To determine which genes are responsible for—or act as biomarkers of—a given disease, researchers must work their way through thousands upon thousands of genes, using previous scientific studies as their guide. After identifying a candidate gene, they knock it out in an experimental model, gather data and then revise their initial hypothesis.
“This is very inefficient,” notes Yang Lu, a computational biologist who imagines a better way forward. “Right now, we are in the right time, in the sense that we have been collecting so much data in the past decades, the resolution of data has become finer and finer, and we have more and more powerful artificial intelligence tools. Can we use AI to accelerate this tedious process? Can we just try to find needles from a haystack in an automatic fashion, purely by looking at data? This is what I pursue.”
That pursuit has brought Lu to the University of Wisconsin-Madison’s Department of Biomedical Engineering, where he’ll continue his work using artificial intelligence, machine learning and other statistical methods to inform biological research. In fall 2025, he joined BME as an assistant professor after spending the past two and a half years at the University of Waterloo in Canada, where his work focused more on data science methodologies.
That’s what Lu originally set out to do as an undergraduate student at Shanghai Jiao Tong University in his native China. He wanted to work for Microsoft as a software engineer and interned at the company. But he discovered computational biology as a master’s student at Shanghai Jiao Tong University, which prompted him to turn down a job offer from Microsoft and pursue a PhD in the United States. He joined the computational biology and bioinformatics program at the University of Southern California in 2013.
“I was exposed to different kinds of training, so I learned the language, talked to different people, like statisticians, biologists and computer scientists,” he says.
A four-and-a-half-year postdoctoral stint in the Department of Genome Sciences at the University of Washington deepened his interest in biological research questions.
Lu has built AI tools to analyze things like the relationship between genotypes (what is encoded) and phenotypes (what is observable), as well as methods to interrogate AI models and assign measures of statistical confidence for each hypothesis they generate. He sees his work as helping biological researchers prioritize their experiments and laying the groundwork for an AI-aided—and greatly accelerated—research workflow in the future.
Now, he’s thrilled to come to UW-Madison as part of the campuswide RISE-AI Initiative and connect with researchers in BME, the School of Medicine and Public Health and across campus.

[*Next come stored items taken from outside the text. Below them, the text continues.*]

//! Client-side smoothing of replicated state

use crate::game::{CombatantSummary, NetworkSnapshot};

/// Default per-render-step blend factor
pub const DEFAULT_ALPHA: f32 = 0.22;

/// Blends the displayed combatant positions toward the latest snapshot.
///
/// Positions glide by `alpha` per render step; health, ammunition and type
/// snap to the authoritative value and the projectile list is replaced.
#[derive(Debug, Clone)]
pub struct SnapshotInterpolator {
    alpha: f32,
    view: Option<NetworkSnapshot>,
}

impl SnapshotInterpolator {
    pub fn new(alpha: f32) -> Self {
        Self {
            alpha: alpha.clamp(0.0, 1.0),
            view: None,
        }
    }

    /// Current smoothed view, if any snapshot has arrived
    pub fn view(&self) -> Option<&NetworkSnapshot> {
        self.view.as_ref()
    }

    /// Advance the view one render step toward `target`
    pub fn step(&mut self, target: &NetworkSnapshot) -> &NetworkSnapshot {
        let alpha = self.alpha;
        let view = self.view.get_or_insert_with(|| target.clone());
        blend(&mut view.ship1, &target.ship1, alpha);
        blend(&mut view.ship2, &target.ship2, alpha);
        view.bullets.clone_from(&target.bullets);
        view
    }
}

impl Default for SnapshotInterpolator {
    fn default() -> Self {
        Self::new(DEFAULT_ALPHA)
    }
}

fn lerp(current: f32, target: f32, alpha: f32) -> f32 {
    current + (target - current) * alpha
}

fn blend(view: &mut CombatantSummary, target: &CombatantSummary, alpha: f32) {
    view.x = lerp(view.x, target.x, alpha);
    view.y = lerp(view.y, target.y, alpha);
    view.health = target.health;
    view.bullets = target.bullets;
    view.ship_type = target.ship_type;
}

#[cfg(test)]
mod tests {
    use super::*;
    use crate::game::{ProjectileSummary, ShipType};

    fn summary(x: f32, y: f32, health: i32) -> CombatantSummary {
        CombatantSummary {
            x,
            y,
            health,
            bullets: 6,
            ship_type: ShipType::Zaba,
        }
    }

    fn snap(x: f32, health: i32, bullets: usize) -> NetworkSnapshot {
        NetworkSnapshot {
            ship1: summary(x, 100.0, health),
            ship2: summary(1000.0, 100.0, 7),
            bullets: vec![
                ProjectileSummary {
                    x: 0.0,
                    y: 0.0,
                    w: 12.0,
                    h: 12.0,
                    ship_type: ShipType::Zaba,
                    is_charged: false,
                };
                bullets
            ],
        }
    }

    #[test]
    fn first_snapshot_is_adopted_as_is() {
        let mut interp = SnapshotInterpolator::default();
        assert!(interp.view().is_none());
        let view = interp.step(&snap(100.0, 7, 1));
        assert_eq!(view.ship1.x, 100.0);
    }

    #[test]
    fn positions_glide_and_discrete_fields_snap() {
        let mut interp = SnapshotInterpolator::new(0.25);
        interp.step(&snap(100.0, 7, 3));

        let view = interp.step(&snap(200.0, 4, 0));
        assert_eq!(view.ship1.x, 125.0);
        assert_eq!(view.ship1.health, 4);
        assert!(view.bullets.is_empty());

        let view = interp.step(&snap(200.0, 4, 2));
        assert_eq!(view.ship1.x, 143.75);
        assert_eq!(view.bullets.len(), 2);
    }
}
//! Notifications emitted by the simulation for the audio/cosmetic layer

use super::entity::Side;
use super::profile::ShipType;

/// Something observable happened during a step.
///
/// Carries enough payload to place effects; the simulation itself never
/// renders or plays anything.
#[derive(Debug, Clone, Copy, PartialEq)]
pub enum GameEvent {
    /// Weapon fired; one per dispatch
    Shoot { ship_type: ShipType, x: f32, y: f32 },
    /// Fire control started charging
    Charge { ship_type: ShipType, side: Side },
    /// Projectile connected with a ship
    Hit {
        attacker: ShipType,
        victim: Side,
        x: f32,
        y: f32,
    },
    /// A ship was destroyed
    ShipExplosion { victim: Side, x: f32, y: f32 },
    /// Mine settled and armed
    MineArm { x: f32, y: f32 },
    /// Mine explosion began
    MineExplode { x: f32, y: f32 },
    /// Charged boomerang sweep
    Sweep { ship_type: ShipType },
    /// Charged nova burst
    Nova { ship_type: ShipType },
}

impl GameEvent {
    /// Event name as the presentation layer keys it
    pub fn name(&self) -> &'static str {
        match self {
            GameEvent::Shoot { .. } => "shoot",
            GameEvent::Charge { .. } => "charge",
            GameEvent::Hit { .. } => "hit",
            GameEvent::ShipExplosion { .. } => "ship_explosion",
            GameEvent::MineArm { .. } => "mine_arm",
            GameEvent::MineExplode { .. } => "mine_explode",
            GameEvent::Sweep { .. } => "sweep",
            GameEvent::Nova { .. } => "nova",
        }
    }

    /// Ship type qualifying the event, if any
    pub fn ship_type(&self) -> Option<ShipType> {
        match self {
            GameEvent::Shoot { ship_type, .. }
            | GameEvent::Charge { ship_type, .. }
            | GameEvent::Sweep { ship_type }
            | GameEvent::Nova { ship_type } => Some(*ship_type),
            GameEvent::Hit { attacker, .. } => Some(*attacker),
            GameEvent::MineArm { .. } | GameEvent::MineExplode { .. } => Some(ShipType::Kombuz),
            GameEvent::ShipExplosion { .. } => None,
        }
    }
}
//! Ordered `KEY=VALUE` lists
//!
//! Used for creation options, open options and metadata domains.

use std::fmt::{Debug, Formatter};

use crate::config::is_true;
use crate::errors::{GeoDataError, Result};

/// An ordered list of `KEY=VALUE` pairs.
///
/// Keys are compared ASCII case-insensitively; the spelling of the first
/// insertion is kept.
#[derive(Clone, Default, PartialEq, Eq)]
pub struct NameValueList {
    entries: Vec<(String, String)>,
}

impl NameValueList {
    /// Creates an empty list.
    pub fn new() -> Self {
        Self::default()
    }

    /// Assigns `value` to `name`.
    ///
    /// Overwrites duplicate `name`s.
    ///
    /// Returns `Err` if `name` has non alphanumeric characters, or `value`
    /// has newline characters.
    pub fn set_name_value(&mut self, name: &str, value: &str) -> Result<()> {
        if name.is_empty()
            || !name
                .chars()
                .all(|c| c.is_ascii_alphanumeric() || c == '_' || c == '-' || c == '.')
        {
            return Err(GeoDataError::BadArgument(format!(
                "Invalid characters in name: '{name}'"
            )));
        }
        if value.contains(['\n', '\r']) {
            return Err(GeoDataError::BadArgument(format!(
                "Invalid characters in value: '{value}'"
            )));
        }

        match self.position(name) {
            Some(idx) => self.entries[idx].1 = value.to_string(),
            None => self.entries.push((name.to_string(), value.to_string())),
        }
        Ok(())
    }

    /// Parses and adds a `KEY=VALUE` string.
    pub fn add_string(&mut self, entry: &str) -> Result<()> {
        match entry.split_once('=') {
            Some((name, value)) => self.set_name_value(name.trim(), value),
            None => Err(GeoDataError::BadArgument(format!(
                "Expected KEY=VALUE, got '{entry}'"
            ))),
        }
    }

    /// Removes `name`, returning its previous value.
    pub fn remove(&mut self, name: &str) -> Option<String> {
        self.position(name).map(|idx| self.entries.remove(idx).1)
    }

    /// Looks up the value corresponding to `key`.
    pub fn fetch_name_value(&self, key: &str) -> Option<&str> {
        self.position(key).map(|idx| self.entries[idx].1.as_str())
    }

    /// Looks up `key` and interprets it as a boolean (`YES`, `ON`, `TRUE`, `1`).
    pub fn fetch_bool(&self, key: &str, default: bool) -> bool {
        self.fetch_name_value(key).map(is_true).unwrap_or(default)
    }

    /// Determine the number of entries in the list.
    pub fn len(&self) -> usize {
        self.entries.len()
    }

    /// Determine if the list has any values
    pub fn is_empty(&self) -> bool {
        self.entries.is_empty()
    }

    /// Get an iterator over the name/value elements of the list.
    pub fn iter(&self) -> impl Iterator<Item = (&str, &str)> {
        self.entries.iter().map(|(k, v)| (k.as_str(), v.as_str()))
    }

    /// Renders the list as `KEY=VALUE` strings.
    pub fn to_strings(&self) -> Vec<String> {
        self.iter().map(|(k, v)| format!("{k}={v}")).collect()
    }

    fn position(&self, key: &str) -> Option<usize> {
        self.entries
            .iter()
            .position(|(k, _)| k.eq_ignore_ascii_case(key))
    }
}

impl Debug for NameValueList {
    fn fmt(&self, f: &mut Formatter<'_>) -> std::fmt::Result {
        for (k, v) in self.iter() {
            f.write_fmt(format_args!("{k}={v}\n"))?;
        }
        Ok(())
    }
}

/// Convenience shorthand for specifying an empty `NameValueList`.
impl From<()> for NameValueList {
    fn from(_: ()) -> Self {
        NameValueList::default()
    }
}

/// Creates a [`NameValueList`] from a slice of _key_/_value_ tuples.
impl<const N: usize> From<&[(&str, &str); N]> for NameValueList {
    fn from(pairs: &[(&str, &str); N]) -> Self {
        let mut result = Self::default();
        for (k, v) in pairs {
            result.set_name_value(k, v).expect("valid key/value pair");
        }
        result
    }
}

/// Parses a slice of `KEY=VALUE` strings.
impl TryFrom<&[&str]> for NameValueList {
    type Error = GeoDataError;

    fn try_from(entries: &[&str]) -> Result<Self> {
        let mut result = Self::default();
        for entry in entries {
            result.add_string(entry)?;
        }
        Ok(result)
    }
}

“These powerful tools cannot be useful without applying to real disease,” he says. “This is the perfect fit, because I can sit with a bunch of people who care about biomedical problems—who really want to solve problems by building something, and then my expertise can greatly help. I know there are a lot of opportunities—not only research opportunities within UW-Madison, but outside the university, for example, companies like GE Healthcare, Epic Systems, and even if we go further away, in Chicago there are many big pharmaceutical companies. They can offer a lot of opportunities to translate my research into real-world impact.”